(Data items)
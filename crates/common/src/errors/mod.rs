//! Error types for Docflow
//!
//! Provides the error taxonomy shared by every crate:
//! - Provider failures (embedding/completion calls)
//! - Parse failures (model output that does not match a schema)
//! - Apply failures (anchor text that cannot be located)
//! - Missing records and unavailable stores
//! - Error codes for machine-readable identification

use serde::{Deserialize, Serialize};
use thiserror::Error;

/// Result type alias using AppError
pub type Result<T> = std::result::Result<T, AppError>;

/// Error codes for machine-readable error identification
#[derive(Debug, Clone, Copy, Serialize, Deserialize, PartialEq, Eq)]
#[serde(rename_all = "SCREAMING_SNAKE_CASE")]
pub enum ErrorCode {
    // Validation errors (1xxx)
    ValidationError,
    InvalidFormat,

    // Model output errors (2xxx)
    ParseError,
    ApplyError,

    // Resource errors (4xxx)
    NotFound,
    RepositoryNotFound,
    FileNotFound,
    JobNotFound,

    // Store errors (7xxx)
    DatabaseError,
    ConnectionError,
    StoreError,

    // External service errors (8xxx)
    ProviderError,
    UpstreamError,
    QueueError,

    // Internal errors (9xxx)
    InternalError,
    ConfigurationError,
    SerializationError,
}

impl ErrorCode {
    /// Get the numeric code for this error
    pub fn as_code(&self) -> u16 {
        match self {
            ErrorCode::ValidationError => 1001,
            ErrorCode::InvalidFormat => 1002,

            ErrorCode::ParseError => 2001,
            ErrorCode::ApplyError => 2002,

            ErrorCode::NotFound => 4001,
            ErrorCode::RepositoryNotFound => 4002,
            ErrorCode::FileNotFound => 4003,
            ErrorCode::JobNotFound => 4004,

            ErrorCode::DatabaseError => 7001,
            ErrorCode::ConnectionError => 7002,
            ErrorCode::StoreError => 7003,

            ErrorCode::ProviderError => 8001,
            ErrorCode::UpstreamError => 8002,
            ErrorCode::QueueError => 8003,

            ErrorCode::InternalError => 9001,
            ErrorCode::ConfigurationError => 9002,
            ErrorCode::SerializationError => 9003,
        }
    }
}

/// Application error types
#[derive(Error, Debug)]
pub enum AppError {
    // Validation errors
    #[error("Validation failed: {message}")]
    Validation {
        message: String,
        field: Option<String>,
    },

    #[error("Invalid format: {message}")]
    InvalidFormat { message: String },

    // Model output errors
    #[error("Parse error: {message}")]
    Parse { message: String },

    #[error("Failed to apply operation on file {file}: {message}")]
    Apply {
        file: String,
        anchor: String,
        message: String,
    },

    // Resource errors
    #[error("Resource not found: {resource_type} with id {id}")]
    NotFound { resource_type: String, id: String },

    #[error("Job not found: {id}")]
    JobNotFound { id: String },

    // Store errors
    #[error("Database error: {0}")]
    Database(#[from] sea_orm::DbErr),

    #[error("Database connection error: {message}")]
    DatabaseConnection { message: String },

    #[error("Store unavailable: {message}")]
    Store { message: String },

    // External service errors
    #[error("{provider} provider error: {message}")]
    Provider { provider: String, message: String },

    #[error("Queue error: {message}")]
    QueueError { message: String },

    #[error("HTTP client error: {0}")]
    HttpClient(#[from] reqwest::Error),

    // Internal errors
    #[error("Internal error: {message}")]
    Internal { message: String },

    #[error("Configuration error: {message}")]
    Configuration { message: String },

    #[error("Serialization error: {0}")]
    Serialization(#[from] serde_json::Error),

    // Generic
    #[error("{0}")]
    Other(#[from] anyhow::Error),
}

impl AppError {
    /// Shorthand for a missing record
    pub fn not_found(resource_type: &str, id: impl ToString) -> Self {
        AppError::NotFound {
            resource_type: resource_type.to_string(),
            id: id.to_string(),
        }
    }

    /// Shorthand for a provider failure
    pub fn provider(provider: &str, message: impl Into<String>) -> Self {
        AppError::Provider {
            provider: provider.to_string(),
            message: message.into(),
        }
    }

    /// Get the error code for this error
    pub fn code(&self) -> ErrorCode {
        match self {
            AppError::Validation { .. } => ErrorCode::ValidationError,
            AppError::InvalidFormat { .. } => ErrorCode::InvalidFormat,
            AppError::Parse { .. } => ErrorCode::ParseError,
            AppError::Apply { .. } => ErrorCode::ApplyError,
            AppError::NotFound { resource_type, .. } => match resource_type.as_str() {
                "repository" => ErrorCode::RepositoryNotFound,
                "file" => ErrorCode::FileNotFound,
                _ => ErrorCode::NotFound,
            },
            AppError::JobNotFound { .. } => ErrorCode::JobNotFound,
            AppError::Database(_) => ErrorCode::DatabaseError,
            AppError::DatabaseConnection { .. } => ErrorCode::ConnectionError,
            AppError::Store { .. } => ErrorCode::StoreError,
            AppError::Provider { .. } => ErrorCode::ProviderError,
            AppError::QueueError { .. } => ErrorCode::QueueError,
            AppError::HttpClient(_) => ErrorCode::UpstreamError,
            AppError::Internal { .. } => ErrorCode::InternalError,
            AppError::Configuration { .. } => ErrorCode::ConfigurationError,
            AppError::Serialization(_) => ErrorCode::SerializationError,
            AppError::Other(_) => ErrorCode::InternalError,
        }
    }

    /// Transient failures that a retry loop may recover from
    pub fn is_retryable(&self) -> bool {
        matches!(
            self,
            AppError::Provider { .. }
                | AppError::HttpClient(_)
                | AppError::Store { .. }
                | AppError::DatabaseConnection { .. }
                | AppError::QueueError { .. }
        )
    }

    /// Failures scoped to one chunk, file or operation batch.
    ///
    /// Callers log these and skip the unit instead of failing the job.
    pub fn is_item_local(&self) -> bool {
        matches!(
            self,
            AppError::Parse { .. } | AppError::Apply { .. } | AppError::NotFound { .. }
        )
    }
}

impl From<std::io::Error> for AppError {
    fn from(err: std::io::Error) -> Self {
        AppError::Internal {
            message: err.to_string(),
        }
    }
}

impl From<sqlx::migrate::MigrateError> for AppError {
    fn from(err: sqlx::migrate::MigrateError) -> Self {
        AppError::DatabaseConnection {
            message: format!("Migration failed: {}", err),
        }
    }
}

- TASK PROMPT
Line by line, please reproduce the records exactly.

- RESULT BELOW
filename crates/common/src/errors/mod.rs
//! Error types for Docflow
//!
//! Provides the error taxonomy shared by every crate:
//! - Provider failures (embedding/completion calls)
//! - Parse failures (model output that does not match a schema)
//! - Apply failures (anchor text that cannot be located)
//! - Missing records and unavailable stores
//! - Error codes for machine-readable identification

use serde::{Deserialize, Serialize};
use thiserror::Error;

/// Result type alias using AppError
pub type Result<T> = std::result::Result<T, AppError>;

/// Error codes for machine-readable error identification
#[derive(Debug, Clone, Copy, Serialize, Deserialize, PartialEq, Eq)]
#[serde(rename_all = "SCREAMING_SNAKE_CASE")]
pub enum ErrorCode {
    // Validation errors (1xxx)
    ValidationError,
    InvalidFormat,

    // Model output errors (2xxx)
    ParseError,
    ApplyError,

    // Resource errors (4xxx)
    NotFound,
    RepositoryNotFound,
    FileNotFound,
    JobNotFound,

    // Store errors (7xxx)
    DatabaseError,
    ConnectionError,
    StoreError,

    // External service errors (8xxx)
    ProviderError,
    UpstreamError,
    QueueError,

    // Internal errors (9xxx)
    InternalError,
    ConfigurationError,
    SerializationError,
}

impl ErrorCode {
    /// Get the numeric code for this error
    pub fn as_code(&self) -> u16 {
        match self {
            ErrorCode::ValidationError => 1001,
            ErrorCode::InvalidFormat => 1002,

            ErrorCode::ParseError => 2001,
            ErrorCode::ApplyError => 2002,

            ErrorCode::NotFound => 4001,
            ErrorCode::RepositoryNotFound => 4002,
            ErrorCode::FileNotFound => 4003,
            ErrorCode::JobNotFound => 4004,

            ErrorCode::DatabaseError => 7001,
            ErrorCode::ConnectionError => 7002,
            ErrorCode::StoreError => 7003,

            ErrorCode::ProviderError => 8001,
            ErrorCode::UpstreamError => 8002,
            ErrorCode::QueueError => 8003,

            ErrorCode::InternalError => 9001,
            ErrorCode::ConfigurationError => 9002,
            ErrorCode::SerializationError => 9003,
        }
    }
}

/// Application error types
#[derive(Error, Debug)]
pub enum AppError {
    // Validation errors
    #[error("Validation failed: {message}")]
    Validation {
        message: String,
        field: Option<String>,
    },

    #[error("Invalid format: {message}")]
    InvalidFormat { message: String },

    // Model output errors
    #[error("Parse error: {message}")]
    Parse { message: String },

    #[error("Failed to apply operation on file {file}: {message}")]
    Apply {
        file: String,
        anchor: String,
        message: String,
    },

    // Resource errors
    #[error("Resource not found: {resource_type} with id {id}")]
    NotFound { resource_type: String, id: String },

    #[error("Job not found: {id}")]
    JobNotFound { id: String },

    // Store errors
    #[error("Database error: {0}")]
    Database(#[from] sea_orm::DbErr),

    #[error("Database connection error: {message}")]
    DatabaseConnection { message: String },

    #[error("Store unavailable: {message}")]
    Store { message: String },

    // External service errors
    #[error("{provider} provider error: {message}")]
    Provider { provider: String, message: String },

    #[error("Queue error: {message}")]
    QueueError { message: String },

    #[error("HTTP client error: {0}")]
    HttpClient(#[from] reqwest::Error),

    // Internal errors
    #[error("Internal error: {message}")]
    Internal { message: String },

    #[error("Configuration error: {message}")]
    Configuration { message: String },

    #[error("Serialization error: {0}")]
    Serialization(#[from] serde_json::Error),

    // Generic
    #[error("{0}")]
    Other(#[from] anyhow::Error),
}

impl AppError {
    /// Shorthand for a missing record
    pub fn not_found(resource_type: &str, id: impl ToString) -> Self {
        AppError::NotFound {
            resource_type: resource_type.to_string(),
            id: id.to_string(),
        }
    }

    /// Shorthand for a provider failure
    pub fn provider(provider: &str, message: impl Into<String>) -> Self {
        AppError::Provider {
            provider: provider.to_string(),
            message: message.into(),
        }
    }

    /// Get the error code for this error
    pub fn code(&self) -> ErrorCode {
        match self {
            AppError::Validation { .. } => ErrorCode::ValidationError,
            AppError::InvalidFormat { .. } => ErrorCode::InvalidFormat,
            AppError::Parse { .. } => ErrorCode::ParseError,
            AppError::Apply { .. } => ErrorCode::ApplyError,
            AppError::NotFound { resource_type, .. } => match resource_type.as_str() {
                "repository" => ErrorCode::RepositoryNotFound,
                "file" => ErrorCode::FileNotFound,
                _ => ErrorCode::NotFound,
            },
            AppError::JobNotFound { .. } => ErrorCode::JobNotFound,
            AppError::Database(_) => ErrorCode::DatabaseError,
            AppError::DatabaseConnection { .. } => ErrorCode::ConnectionError,
            AppError::Store { .. } => ErrorCode::StoreError,
            AppError::Provider { .. } => ErrorCode::ProviderError,
            AppError::QueueError { .. } => ErrorCode::QueueError,
            AppError::HttpClient(_) => ErrorCode::UpstreamError,
            AppError::Internal { .. } => ErrorCode::InternalError,
            AppError::Configuration { .. } => ErrorCode::ConfigurationError,
            AppError::Serialization(_) => ErrorCode::SerializationError,
            AppError::Other(_) => ErrorCode::InternalError,
        }
    }

    /// Transient failures that a retry loop may recover from
    pub fn is_retryable(&self) -> bool {
        matches!(
            self,
            AppError::Provider { .. }
                | AppError::HttpClient(_)
                | AppError::Store { .. }
                | AppError::DatabaseConnection { .. }
                | AppError::QueueError { .. }
        )
    }

    /// Failures scoped to one chunk, file or operation batch.
    ///
    /// Callers log these and skip the unit instead of failing the job.
    pub fn is_item_local(&self) -> bool {
        matches!(
            self,
            AppError::Parse { .. } | AppError::Apply { .. } | AppError::NotFound { .. }
        )
    }
}

impl From<std::io::Error> for AppError {
    fn from(err: std::io::Error) -> Self {
        AppError::Internal {
            message: err.to_string(),
        }
    }
}

impl From<sqlx::migrate::MigrateError> for AppError {
    fn from(err: sqlx::migrate::MigrateError) -> Self {
        AppError::DatabaseConnection {
            message: format!("Migration failed: {}", err),
        }
    }
}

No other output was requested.